Police have arrested hundreds of officials for allegedly rigging eligibility tests for admission to medical colleges and recruitment for jobs in the police force, schools and banking sector in Madhya Pradesh state.
Opposition Congress party leaders had been demanding a federal inquiry into the scandal as dozens of people, either witnesses or accused participants in the scam, have died over the last five years in inexplicable circumstances. Congress leaders have alleged that some top state bureaucrats and politicians accepted millions of dollars in bribes to facilitate the admissions.
The scandal has come to be known in India as the “Vyapam scandal”, after the Hindi language acronym for the state-run employment agency in Madhya Pradesh. For the past couple of weeks, Indian media outlets have given wide coverage to the sudden deaths of a number of people connected to the scam.

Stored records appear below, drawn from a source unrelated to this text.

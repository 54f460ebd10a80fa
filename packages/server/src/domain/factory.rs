//! Domain factories for creating identifiers.

use super::{ConnectionId, RoomId, error::ValueObjectError};

/// Factory for generating ConnectionId instances.
///
/// A connection id is issued once per WebSocket upgrade.
pub struct ConnectionIdFactory;

impl ConnectionIdFactory {
    /// Generate a new ConnectionId with a random UUID v4.
    ///
    /// # Errors
    ///
    /// This method should not fail in practice, but returns Result for consistency
    /// with the domain error handling pattern.
    pub fn generate() -> Result<ConnectionId, ValueObjectError> {
        ConnectionId::new(uuid::Uuid::new_v4().to_string())
    }
}

/// Factory for deriving RoomId instances from a pairing.
pub struct RoomIdFactory;

impl RoomIdFactory {
    /// Derive the room id for `requester` paired with `waiter`.
    ///
    /// The id is `"{requester}-{waiter}-{sequence}"`. It is order-dependent, and the
    /// sequence keeps it unique when the same two connections meet again.
    pub fn for_pair(requester: &ConnectionId, waiter: &ConnectionId, sequence: u64) -> RoomId {
        RoomId::from_pairing(requester, waiter, sequence)
    }
}

#[cfg(test)]
mod tests {
    use super::*;

    #[test]
    fn test_connection_id_factory_generate() {
        // テスト項目: ConnectionIdFactory::generate() で UUID v4 形式の ID を生成できる
        // when (操作):
        let id1 = ConnectionIdFactory::generate().unwrap();
        let id2 = ConnectionIdFactory::generate().unwrap();

        // then (期待する結果):
        assert_eq!(id1.as_str().len(), 36);
        assert_ne!(id1, id2);
    }

    #[test]
    fn test_room_id_for_pair() {
        // テスト項目: RoomId はリクエスト側・待機側・連番から導出される
        // given (前提条件):
        let alice = ConnectionId::new("alice".to_string()).unwrap();
        let bob = ConnectionId::new("bob".to_string()).unwrap();

        // when (操作):
        let first = RoomIdFactory::for_pair(&alice, &bob, 1);
        let again = RoomIdFactory::for_pair(&alice, &bob, 2);
        let reversed = RoomIdFactory::for_pair(&bob, &alice, 1);

        // then (期待する結果):
        assert_eq!(first.as_str(), "alice-bob-1");
        assert_ne!(first, again);
        assert_ne!(first, reversed);
    }
}
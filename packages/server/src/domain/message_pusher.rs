//! MessagePusher trait 定義
//!
//! ドメイン層が必要とする「1 つの接続へ送信する」ためのインターフェースを定義します。
//! 具体的な実装は Infrastructure 層が提供します（依存性の逆転）。

use async_trait::async_trait;
use tokio::sync::mpsc;

use super::{ConnectionId, MessagePushError, ServerEvent};

/// Channel used to push serialized frames to a single connection
pub type PusherChannel = mpsc::UnboundedSender<String>;

/// MessagePusher trait
///
/// UseCase 層はこの trait に依存し、WebSocket などの具体的な実装には依存しない。
#[cfg_attr(test, mockall::automock)]
#[async_trait]
pub trait MessagePusher: Send + Sync {
    /// 接続を登録
    async fn register_client(&self, connection_id: ConnectionId, sender: PusherChannel);

    /// 接続の登録を解除
    async fn unregister_client(&self, connection_id: &ConnectionId);

    /// 特定の接続にイベントを送信（ワイヤー形式への変換は実装側の責務）
    async fn push_to(
        &self,
        connection_id: &ConnectionId,
        event: ServerEvent,
    ) -> Result<(), MessagePushError>;
}
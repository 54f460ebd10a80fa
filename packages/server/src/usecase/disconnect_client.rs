//! UseCase: 切断処理
//!
//! ## テスト実装の作業記録
//!
//! ### 何をテストしているか
//! - DisconnectClientUseCase::execute() メソッド
//! - 待機中の切断：プールから取り除かれ、後続の参加者とペアにならないこと
//! - ペア中の切断：相手に peer-left が届くこと

use std::sync::Arc;

use crate::domain::{ConnectionId, MessagePusher};

use super::{SharedSessionRouter, delivery::push_deliveries};

/// 切断のユースケース
pub struct DisconnectClientUseCase {
    router: SharedSessionRouter,
    message_pusher: Arc<dyn MessagePusher>,
}

impl DisconnectClientUseCase {
    /// 新しい DisconnectClientUseCase を作成
    pub fn new(router: SharedSessionRouter, message_pusher: Arc<dyn MessagePusher>) -> Self {
        Self {
            router,
            message_pusher,
        }
    }

    /// 切断を実行
    ///
    /// 未登録・切断済みの接続に対しては何もしない。
    ///
    /// # Returns
    ///
    /// peer-left を通知した相手の数（0 または 1）
    pub async fn execute(&self, connection_id: &ConnectionId) -> usize {
        let mut router = self.router.lock().await;
        let deliveries = router.disconnect(connection_id);

        self.message_pusher.unregister_client(connection_id).await;
        push_deliveries(self.message_pusher.as_ref(), deliveries).await
    }
}
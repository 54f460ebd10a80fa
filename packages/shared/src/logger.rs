//! Logging setup utilities.

use tracing_subscriber::{layer::SubscriberExt, util::SubscriberInitExt};

/// Initialize the tracing subscriber with the specified default log level.
///
/// The filter covers the server library crates and the binary itself.
/// It can be overridden using the `RUST_LOG` environment variable.
///
/// # Arguments
///
/// * `binary_name` - The name of the binary (e.g., "deai-server")
/// * `default_log_level` - The default log level (e.g., "debug", "info", "warn", "error")
///
/// # Examples
///
/// ```no_run
/// use deai_shared::logger::setup_logger;
///
/// setup_logger("deai-server", "debug");
/// ```
pub fn setup_logger(binary_name: &str, default_log_level: &str) {
    tracing_subscriber::registry()
        .with(
            tracing_subscriber::EnvFilter::try_from_default_env()
                .unwrap_or_else(|_| default_filter(binary_name, default_log_level).into()),
        )
        .with(tracing_subscriber::fmt::layer())
        .init();
}

/// Build the `EnvFilter` directive used when `RUST_LOG` is not set.
fn default_filter(binary_name: &str, default_log_level: &str) -> String {
    format!(
        "deai_server={level},deai_shared={level},{bin}={level},tower_http={level}",
        level = default_log_level,
        bin = binary_name.replace('-', "_"),
    )
}
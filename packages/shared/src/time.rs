//! Time-related utilities with clock abstraction for testability.

use chrono::{DateTime, TimeZone, Utc};

/// Clock trait for dependency injection and testing
pub trait Clock: Send + Sync {
    /// Get current Unix timestamp in UTC (milliseconds)
    fn now_millis(&self) -> i64;
}

/// System clock implementation (uses actual system time)
#[derive(Debug, Clone, Copy, Default)]
pub struct SystemClock;

impl Clock for SystemClock {
    fn now_millis(&self) -> i64 {
        now_millis()
    }
}

/// Fixed clock implementation for testing (returns a fixed time)
#[derive(Debug, Clone, Copy)]
pub struct FixedClock {
    fixed_time: i64,
}

impl FixedClock {
    /// Create a new fixed clock with the given timestamp
    pub fn new(fixed_time_millis: i64) -> Self {
        Self {
            fixed_time: fixed_time_millis,
        }
    }
}

impl Clock for FixedClock {
    fn now_millis(&self) -> i64 {
        self.fixed_time
    }
}

/// Get current Unix timestamp in UTC (milliseconds)
pub fn now_millis() -> i64 {
    Utc::now().timestamp_millis()
}

/// Convert Unix timestamp (milliseconds) to RFC 3339 format in UTC.
///
/// Out-of-range timestamps fall back to the Unix epoch.
pub fn timestamp_to_rfc3339(timestamp_millis: i64) -> String {
    let dt: DateTime<Utc> = Utc
        .timestamp_millis_opt(timestamp_millis)
        .single()
        .unwrap_or_default();
    dt.to_rfc3339()
}
//! Data Transfer Objects (DTOs) for the signaling server.
//!
//! DTOs are organized by protocol:
//! - `websocket`: WebSocket message DTOs
//! - `http`: HTTP API response DTOs

pub mod conversion;
pub mod http;
pub mod websocket;
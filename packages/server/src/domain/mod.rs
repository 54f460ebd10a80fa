//! Domain layer for the signaling server.
//!
//! This module contains the matchmaking and session routing rules, independent
//! of the WebSocket transport and of data transfer objects (DTOs).

pub mod entity;
pub mod error;
pub mod event;
pub mod factory;
pub mod matchmaker;
pub mod message_pusher;
pub mod session_router;
pub mod value_object;

pub use entity::{Room, Session, SessionState};
pub use error::{MatchError, MessagePushError, SessionError, ValueObjectError};
pub use event::{ClientRequest, Delivery, ServerEvent, SignalKind};
pub use factory::{ConnectionIdFactory, RoomIdFactory};
pub use matchmaker::{Matchmaker, Pairing, WaitingPool};
pub use message_pusher::{MessagePusher, PusherChannel};
pub use session_router::{RouterStats, SessionRouter};
pub use value_object::{Category, ConnectionId, RoomId, Timestamp};
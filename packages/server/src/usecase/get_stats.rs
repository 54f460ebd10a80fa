//! UseCase: 統計情報の取得

use crate::domain::RouterStats;

use super::SharedSessionRouter;

/// 統計情報取得のユースケース
pub struct GetStatsUseCase {
    router: SharedSessionRouter,
}

impl GetStatsUseCase {
    /// 新しい GetStatsUseCase を作成
    pub fn new(router: SharedSessionRouter) -> Self {
        Self { router }
    }

    /// 接続数・ルーム数・カテゴリ別待機者数のスナップショットを返す
    pub async fn execute(&self) -> RouterStats {
        self.router.lock().await.stats()
    }
}
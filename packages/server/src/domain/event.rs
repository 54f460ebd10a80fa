//! Inbound requests and outbound events of the Session Router.
//!
//! The router never talks to the transport directly. Each operation returns
//! the deliveries to perform and the use case layer pushes them.

use serde_json::Value;

use super::{Category, ConnectionId, RoomId};

/// Kind of message relayed verbatim between the two members of a room.
#[derive(Debug, Clone, Copy, PartialEq, Eq, Hash)]
pub enum SignalKind {
    Offer,
    Answer,
    IceCandidate,
    ChatMessage,
}

impl SignalKind {
    pub fn as_str(&self) -> &'static str {
        match self {
            SignalKind::Offer => "offer",
            SignalKind::Answer => "answer",
            SignalKind::IceCandidate => "ice-candidate",
            SignalKind::ChatMessage => "chat-message",
        }
    }
}

/// Validated request received from a client.
#[derive(Debug, Clone, PartialEq)]
pub enum ClientRequest {
    /// `None` selects the default category
    JoinCategory { category: Option<Category> },
    /// `None` keeps the current category
    Next { category: Option<Category> },
    Relay {
        room: RoomId,
        kind: SignalKind,
        payload: Value,
    },
}

/// Event addressed to a single connection.
#[derive(Debug, Clone, PartialEq)]
pub enum ServerEvent {
    /// The connection has been registered under this id
    Connected { connection_id: ConnectionId },
    /// Paired into `room`
    Ready { room: RoomId },
    /// The peer left via next or disconnect
    PeerLeft,
    /// Payload relayed from the peer
    Signal { kind: SignalKind, payload: Value },
}

/// A single outbound event and its recipient.
#[derive(Debug, Clone, PartialEq)]
pub struct Delivery {
    pub to: ConnectionId,
    pub event: ServerEvent,
}

impl Delivery {
    pub fn new(to: ConnectionId, event: ServerEvent) -> Self {
        Self { to, event }
    }
}
//! WebSocket signaling server implementation.

mod handler;
mod server;
mod signal;
pub mod state;

pub use server::Server;
//! HTTP and WebSocket handlers.

mod http;
mod websocket;

pub use http::{get_stats, health_check};
pub use websocket::websocket_handler;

The scandal hit the front pages of newspapers once again last weekend after the death of an investigative journalist who had gone to Madhya Pradesh to speak to witnesses.
The following day the body of a medical college dean was found in a New Delhi hotel. The official headed a medical college in Madhya Pradesh that was involved in the admissions scandal.
The scam dates to 2007, but investigations began only in 2013 after details emerged that many unqualified and undeserving candidates had been admitted into medical and engineering colleges.